Wanxuan Li^1,2Xinhua Li³Weihang Guo²Boyuan Gu⁴Jianjun Du³Ning Chi³Dan Shao¹Kai Xiao^1*Ren Mo^2,3,4*

• ¹South China University of Technology School of Medicine, Guangzhou, China
• ²Department of Urology, Inner Mongolia people’s Hospital, Inner Mongolia Urological Institute, Hohhot, China
• ³Affiliated Inner Mongolia Clinical College of Inner Mongolia Medical University, Hohhot, China
• ⁴Institutes of Biomedical Sciences, Inner Mongolia University, Hohhot, China

Objective: The precise identification of human cell types and their intricate interactions is of fundamental importance in biological research. Confronted with the challenges inherent in manual cell type annotation from the high-dimensional molecular feature data generated by single-cell RNA sequencing (scRNA-seq)—a technology that has otherwise opened new avenues for such explorations—this study aimed to develop and evaluate a robust, large-scale pre-trained model designed for automated cell type classification, with a focus on major cell categories in this initial study. Methods: A novel methodology for cell type classification, named scReformer-BERT, was developed, leveraging a BERT (Bidirectional Encoder Representations from Transformers) architecture that integrates Reformer encoders.
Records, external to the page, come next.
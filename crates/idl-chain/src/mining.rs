use std::sync::atomic::{AtomicBool, Ordering};
use std::sync::Arc;
use std::time::Instant;

use crate::error::ChainError;

/// How many nonce attempts pass between deadline/cancellation checks.
///
/// The iteration cap is exact; wall-clock and cancellation checks happen
/// once per batch to keep `Instant::now()` out of the hot loop.
const CHECK_INTERVAL: u64 = 1024;

/// Shared cancellation flag for an in-flight seal.
///
/// Cloning yields a handle to the same flag, so a caller can hand one clone
/// to the mining worker and keep another to abort it.
#[derive(Clone, Debug, Default)]
pub struct CancelFlag(Arc<AtomicBool>);

impl CancelFlag {
    pub fn new() -> Self {
        Self::default()
    }

    /// Request that the seal in progress stop at its next check.
    pub fn cancel(&self) {
        self.0.store(true, Ordering::Relaxed);
    }

    pub fn is_cancelled(&self) -> bool {
        self.0.load(Ordering::Relaxed)
    }
}

/// Bounds on a proof-of-work search.
///
/// An unbounded seal loop runs until a qualifying nonce is found, however
/// long that takes. A budget caps the search by iteration count, wall-clock
/// deadline, or external cancellation; exhausting any bound surfaces
/// [`ChainError::MiningTimeout`], which is recoverable — the caller
/// retries, lowers the difficulty, or gives up.
#[derive(Clone, Debug)]
pub struct MiningBudget {
    max_iterations: Option<u64>,
    deadline: Option<Instant>,
    cancel: CancelFlag,
}

impl MiningBudget {
    /// No bounds: the seal loop runs until it finds a qualifying nonce.
    pub fn unbounded() -> Self {
        Self {
            max_iterations: None,
            deadline: None,
            cancel: CancelFlag::new(),
        }
    }

    /// Cap the total number of nonce attempts.
    pub fn with_max_iterations(mut self, max: u64) -> Self {
        self.max_iterations = Some(max);
        self
    }

    /// Abort the search at the given instant.
    pub fn with_deadline(mut self, deadline: Instant) -> Self {
        self.deadline = Some(deadline);
        self
    }

    /// Attach an externally controlled cancellation flag.
    pub fn with_cancel_flag(mut self, flag: CancelFlag) -> Self {
        self.cancel = flag;
        self
    }

    /// A handle to this budget's cancellation flag.
    pub fn cancel_flag(&self) -> CancelFlag {
        self.cancel.clone()
    }

    /// Charge one completed nonce attempt against the budget.
    ///
    /// Returns [`ChainError::MiningTimeout`] once any bound is exhausted.
    pub(crate) fn charge(&self, iterations: u64, difficulty: usize) -> Result<(), ChainError> {
        if let Some(max) = self.max_iterations {
            if iterations >= max {
                return Err(ChainError::MiningTimeout {
                    difficulty,
                    iterations,
                });
            }
        }
        if iterations % CHECK_INTERVAL == 0 {
            if self.cancel.is_cancelled() {
                return Err(ChainError::MiningTimeout {
                    difficulty,
                    iterations,
                });
            }
            if let Some(deadline) = self.deadline {
                if Instant::now() >= deadline {
                    return Err(ChainError::MiningTimeout {
                        difficulty,
                        iterations,
                    });
                }
            }
        }
        Ok(())
    }
}

impl Default for MiningBudget {
    fn default() -> Self {
        Self::unbounded()
    }
}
This framework was subjected to extensive self-supervised pre-training on substantial scRNA-seq datasets, after which supervised fine-tuning and rigorous 5-fold cross-validation was performed to optimize the model for predictive accuracy on targeted first-tier cell type classification tasks. A comprehensive ablation study was also conducted to dissect the contributions of each architectural component, and SHAP (SHapley Additive exPlanations) analysis was used to interpret the model's decisions. Results: The performance of the proposed model was rigorously evaluated through a series of experiments. These evaluations, conducted on scRNA-seq data, consistently revealed the superior efficacy of our approach in accurately classifying major cell categories when compared against several established baseline methods and the inherent difficulties in the field. Conclusion: Considering these outcomes, the developed large-scale pre-trained model, which synergizes Reformer encoders with a BERT architecture, presents a potent, effective and interpretable solution for automated cell type classification derived from scRNA-seq data. Its notable performance suggests considerable utility in improving both the efficiency and precision of cellular identification in high-throughput genomic investigations.